§ **Task item**: Where the line with "currently open interval" appears below, start writing out lines exactly, and finish with the line with "pub struct TimelineBuilder", which is included; write out nothing else.
START Material shown
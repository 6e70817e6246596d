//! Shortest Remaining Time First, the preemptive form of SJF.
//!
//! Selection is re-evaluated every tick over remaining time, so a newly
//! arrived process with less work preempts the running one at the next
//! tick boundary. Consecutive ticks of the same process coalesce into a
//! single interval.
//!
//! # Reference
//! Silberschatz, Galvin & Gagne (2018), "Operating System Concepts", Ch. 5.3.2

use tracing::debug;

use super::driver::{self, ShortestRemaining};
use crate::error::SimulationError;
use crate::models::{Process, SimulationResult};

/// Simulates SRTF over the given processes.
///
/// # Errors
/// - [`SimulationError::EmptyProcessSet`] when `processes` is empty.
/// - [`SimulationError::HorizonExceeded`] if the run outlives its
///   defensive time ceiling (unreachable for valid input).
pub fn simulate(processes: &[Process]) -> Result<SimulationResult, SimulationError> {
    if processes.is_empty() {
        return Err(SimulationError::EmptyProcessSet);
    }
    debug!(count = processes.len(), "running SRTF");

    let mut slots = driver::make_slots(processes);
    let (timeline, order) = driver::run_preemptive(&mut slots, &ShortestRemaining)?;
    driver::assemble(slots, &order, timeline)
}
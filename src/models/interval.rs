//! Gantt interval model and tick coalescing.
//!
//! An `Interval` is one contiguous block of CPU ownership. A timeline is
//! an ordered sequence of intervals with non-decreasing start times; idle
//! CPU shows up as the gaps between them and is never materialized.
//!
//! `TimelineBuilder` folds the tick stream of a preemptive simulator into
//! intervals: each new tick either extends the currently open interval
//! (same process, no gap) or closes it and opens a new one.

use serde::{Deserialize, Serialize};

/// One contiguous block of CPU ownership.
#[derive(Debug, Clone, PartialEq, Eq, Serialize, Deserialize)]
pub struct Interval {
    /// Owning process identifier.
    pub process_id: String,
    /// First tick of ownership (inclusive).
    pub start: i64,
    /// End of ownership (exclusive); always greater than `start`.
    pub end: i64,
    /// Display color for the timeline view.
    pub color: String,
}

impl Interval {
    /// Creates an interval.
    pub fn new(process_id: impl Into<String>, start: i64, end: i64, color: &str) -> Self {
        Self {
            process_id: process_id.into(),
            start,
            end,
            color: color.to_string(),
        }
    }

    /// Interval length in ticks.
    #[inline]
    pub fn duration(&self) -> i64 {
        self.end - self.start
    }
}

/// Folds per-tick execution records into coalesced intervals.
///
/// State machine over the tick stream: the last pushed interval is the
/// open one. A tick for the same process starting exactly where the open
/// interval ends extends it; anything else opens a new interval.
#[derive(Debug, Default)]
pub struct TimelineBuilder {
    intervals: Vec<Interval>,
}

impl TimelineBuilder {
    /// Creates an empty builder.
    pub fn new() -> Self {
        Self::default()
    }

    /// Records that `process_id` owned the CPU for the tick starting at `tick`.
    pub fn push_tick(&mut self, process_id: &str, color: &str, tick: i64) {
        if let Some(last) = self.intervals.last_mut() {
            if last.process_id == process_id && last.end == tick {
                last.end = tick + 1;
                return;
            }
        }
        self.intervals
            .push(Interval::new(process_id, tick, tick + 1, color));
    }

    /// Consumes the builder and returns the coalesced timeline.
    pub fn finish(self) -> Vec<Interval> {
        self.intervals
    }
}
END Material shown
§ **Reply to the task**:
//! intervals: each new tick either extends the currently open interval
//! (same process, no gap) or closes it and opens a new one.

use serde::{Deserialize, Serialize};

/// One contiguous block of CPU ownership.
#[derive(Debug, Clone, PartialEq, Eq, Serialize, Deserialize)]
pub struct Interval {
    /// Owning process identifier.
    pub process_id: String,
    /// First tick of ownership (inclusive).
    pub start: i64,
    /// End of ownership (exclusive); always greater than `start`.
    pub end: i64,
    /// Display color for the timeline view.
    pub color: String,
}

impl Interval {
    /// Creates an interval.
    pub fn new(process_id: impl Into<String>, start: i64, end: i64, color: &str) -> Self {
        Self {
            process_id: process_id.into(),
            start,
            end,
            color: color.to_string(),
        }
    }

    /// Interval length in ticks.
    #[inline]
    pub fn duration(&self) -> i64 {
        self.end - self.start
    }
}

/// Folds per-tick execution records into coalesced intervals.
///
/// State machine over the tick stream: the last pushed interval is the
/// open one. A tick for the same process starting exactly where the open
/// interval ends extends it; anything else opens a new interval.
#[derive(Debug, Default)]
pub struct TimelineBuilder {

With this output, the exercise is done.